Supplied records START

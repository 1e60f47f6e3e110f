//! Tray menu construction for fetchbar.
//!
//! The menu is static: two settings prompts, the launch-at-login checkbox,
//! a separator, and Quit.

use tray_icon::menu::{accelerator::Accelerator, CheckMenuItem, Menu, MenuItem, PredefinedMenuItem};

/// Menu item IDs for handling menu events.
pub mod ids {
    /// ID for the "Change URL" menu item.
    pub const CHANGE_URL: &str = "change_url";
    /// ID for the "Change Refresh Interval" menu item.
    pub const CHANGE_INTERVAL: &str = "change_interval";
    /// ID for the "Start on Login" checkbox item.
    pub const START_ON_LOGIN: &str = "start_on_login";
    /// ID for the "Quit" menu item.
    pub const QUIT: &str = "quit";
}

/// The tray menu plus a handle to the checkbox item, which the app updates
/// after login-item registration succeeds or fails.
pub struct TrayMenu {
    pub menu: Menu,
    pub start_on_login: CheckMenuItem,
}

/// Build the tray menu.
///
/// `launch_at_login` initializes the checkbox from the persisted flag.
pub fn build_menu(launch_at_login: bool) -> TrayMenu {
    let menu = Menu::new();

    let change_url = MenuItem::with_id(ids::CHANGE_URL, "Change URL", true, None::<Accelerator>);
    let _ = menu.append(&change_url);

    let change_interval = MenuItem::with_id(
        ids::CHANGE_INTERVAL,
        "Change Refresh Interval",
        true,
        None::<Accelerator>,
    );
    let _ = menu.append(&change_interval);

    let start_on_login = CheckMenuItem::with_id(
        ids::START_ON_LOGIN,
        "Start on Login",
        true,
        launch_at_login,
        None::<Accelerator>,
    );
    let _ = menu.append(&start_on_login);

    let _ = menu.append(&PredefinedMenuItem::separator());

    let quit = MenuItem::with_id(ids::QUIT, "Quit Fetchbar", true, None::<Accelerator>);
    let _ = menu.append(&quit);

    TrayMenu {
        menu,
        start_on_login,
    }
}

// Note: Tests for build_menu are skipped because tray-icon menus can only
// be created on the main thread on macOS. The menu is exercised manually
// via the menubar app.
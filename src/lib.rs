pub mod dialog;
pub mod fetch;
pub mod login_item;
pub mod menubar;
pub mod scheduler;
pub mod settings;

pub use fetch::{decode_body, FetchOutcome, FetchResult, Fetcher};
pub use scheduler::RefreshTimer;
pub use settings::{parse_interval_input, Settings, SettingsStore, DEFAULT_REFRESH_INTERVAL};
//! fetchbar - menu bar JSON fetcher
//!
//! Shows the `"data"` value of a periodically fetched JSON document in the
//! macOS menu bar.

#[cfg(not(target_os = "macos"))]
fn main() {
    eprintln!("fetchbar is only supported on macOS");
    std::process::exit(1);
}

#[cfg(target_os = "macos")]
fn main() {
    if let Err(e) = fetchbar::menubar::app::run() {
        eprintln!("Error: {}", e);
        std::process::exit(1);
    }
}
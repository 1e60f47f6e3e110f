//! Fetch pipeline: performs the HTTP GET off the UI loop and delivers
//! results back over a channel.
//!
//! The response body is expected to be a JSON object whose values are all
//! strings; only the `"data"` key is read. Every request carries a sequence
//! number so the UI can ignore results of superseded requests.

use std::collections::HashMap;
use std::sync::mpsc::{channel, Receiver, Sender, TryRecvError};
use std::thread;
use std::time::Duration;

/// The terminal state of one fetch cycle.
#[derive(Debug, Clone, PartialEq)]
pub enum FetchOutcome {
    /// The string under the `"data"` key, verbatim.
    Value(String),
    /// No URL configured; no network call was made.
    NoUrl,
    /// Transport-level failure (connection error, unparseable URL, lost body).
    /// Carries the error detail for diagnostics.
    Transport(String),
    /// Body was not a string-valued JSON object, or the `"data"` key was absent.
    InvalidData,
}

impl FetchOutcome {
    /// The text to show in the menu bar for this outcome.
    pub fn display_text(&self) -> &str {
        match self {
            FetchOutcome::Value(value) => value,
            FetchOutcome::NoUrl => "No URL set",
            FetchOutcome::Transport(_) => "Error fetching data",
            FetchOutcome::InvalidData => "Invalid data",
        }
    }
}

/// Decode a response body as a string-valued JSON object and extract the
/// `"data"` key.
pub fn decode_body(body: &str) -> FetchOutcome {
    match serde_json::from_str::<HashMap<String, String>>(body) {
        Ok(mut object) => match object.remove("data") {
            Some(value) => FetchOutcome::Value(value),
            None => FetchOutcome::InvalidData,
        },
        Err(_) => FetchOutcome::InvalidData,
    }
}

struct FetchJob {
    seq: u64,
    url: Option<String>,
}

/// A completed fetch, tagged with the sequence number of the request that
/// produced it.
#[derive(Debug)]
pub struct FetchResult {
    pub seq: u64,
    pub outcome: FetchOutcome,
}

/// Issues fetch requests to a dedicated worker thread and collects results.
///
/// The worker owns the HTTP client; the UI loop never blocks on the network.
pub struct Fetcher {
    jobs: Sender<FetchJob>,
    results: Receiver<FetchResult>,
    issued: u64,
    /// Latched once the worker is observed dead, so its loss is logged once
    /// instead of on every loop wake-up.
    worker_gone: bool,
}

impl Fetcher {
    /// Spawn the worker thread.
    pub fn spawn() -> Self {
        let (job_tx, job_rx) = channel::<FetchJob>();
        let (result_tx, result_rx) = channel::<FetchResult>();

        thread::spawn(move || worker(job_rx, result_tx));

        Self {
            jobs: job_tx,
            results: result_rx,
            issued: 0,
            worker_gone: false,
        }
    }

    /// A fetcher whose worker has already exited. Test-only.
    #[cfg(test)]
    fn with_dead_worker() -> Self {
        let (job_tx, _) = channel::<FetchJob>();
        let (result_tx, result_rx) = channel::<FetchResult>();
        drop(result_tx);
        Self {
            jobs: job_tx,
            results: result_rx,
            issued: 0,
            worker_gone: false,
        }
    }

    /// Queue a fetch of the given URL and return its sequence number.
    ///
    /// `None` or an empty string produces a [`FetchOutcome::NoUrl`] result
    /// without touching the network.
    pub fn request(&mut self, url: Option<String>) -> u64 {
        self.issued += 1;
        let seq = self.issued;
        if self.jobs.send(FetchJob { seq, url }).is_err() {
            self.note_worker_gone();
        }
        seq
    }

    /// Number of requests issued so far.
    pub fn issued(&self) -> u64 {
        self.issued
    }

    /// Whether a result belongs to the most recently issued request.
    ///
    /// Results of superseded requests must not update the display.
    pub fn is_current(&self, seq: u64) -> bool {
        seq == self.issued
    }

    /// Non-blocking: take the next completed result, if any.
    pub fn poll(&mut self) -> Option<FetchResult> {
        match self.results.try_recv() {
            Ok(result) => Some(result),
            Err(TryRecvError::Empty) => None,
            Err(TryRecvError::Disconnected) => {
                self.note_worker_gone();
                None
            }
        }
    }

    fn note_worker_gone(&mut self) {
        if !self.worker_gone {
            self.worker_gone = true;
            eprintln!("[fetchbar] Fetch worker is gone; further fetches will not complete");
        }
    }

    /// Blocking: wait up to `timeout` for the next completed result.
    pub fn recv_timeout(&self, timeout: Duration) -> Option<FetchResult> {
        self.results.recv_timeout(timeout).ok()
    }
}

fn worker(jobs: Receiver<FetchJob>, results: Sender<FetchResult>) {
    let client = match reqwest::blocking::Client::builder().build() {
        Ok(client) => Some(client),
        Err(e) => {
            eprintln!("[fetchbar] Failed to build HTTP client: {}", e);
            None
        }
    };

    while let Ok(job) = jobs.recv() {
        let outcome = match &client {
            Some(client) => perform(client, job.url.as_deref()),
            None => FetchOutcome::Transport("HTTP client unavailable".to_string()),
        };
        if results
            .send(FetchResult {
                seq: job.seq,
                outcome,
            })
            .is_err()
        {
            // Receiver dropped, the app is shutting down.
            break;
        }
    }
}

/// Run one fetch cycle: GET the URL and decode the body.
///
/// A malformed URL fails inside the client and surfaces as `Transport`,
/// the same as a connection error. Non-2xx responses still have their body
/// decoded; only transport-level failures short-circuit.
fn perform(client: &reqwest::blocking::Client, url: Option<&str>) -> FetchOutcome {
    let Some(url) = url.map(str::trim).filter(|u| !u.is_empty()) else {
        return FetchOutcome::NoUrl;
    };

    let response = match client.get(url).send() {
        Ok(response) => response,
        Err(e) => return FetchOutcome::Transport(e.to_string()),
    };

    match response.text() {
        Ok(body) => decode_body(&body),
        Err(e) => FetchOutcome::Transport(e.to_string()),
    }
}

Supplied records END

*Task brief*: Reproduce each line of the records in which the string "issued" appears.

*Response for this exercise*:
    issued: u64,
            issued: 0,
            issued: 0,
        self.issued += 1;
        let seq = self.issued;
    /// Number of requests issued so far.
    pub fn issued(&self) -> u64 {
        self.issued
    /// Whether a result belongs to the most recently issued request.
        seq == self.issued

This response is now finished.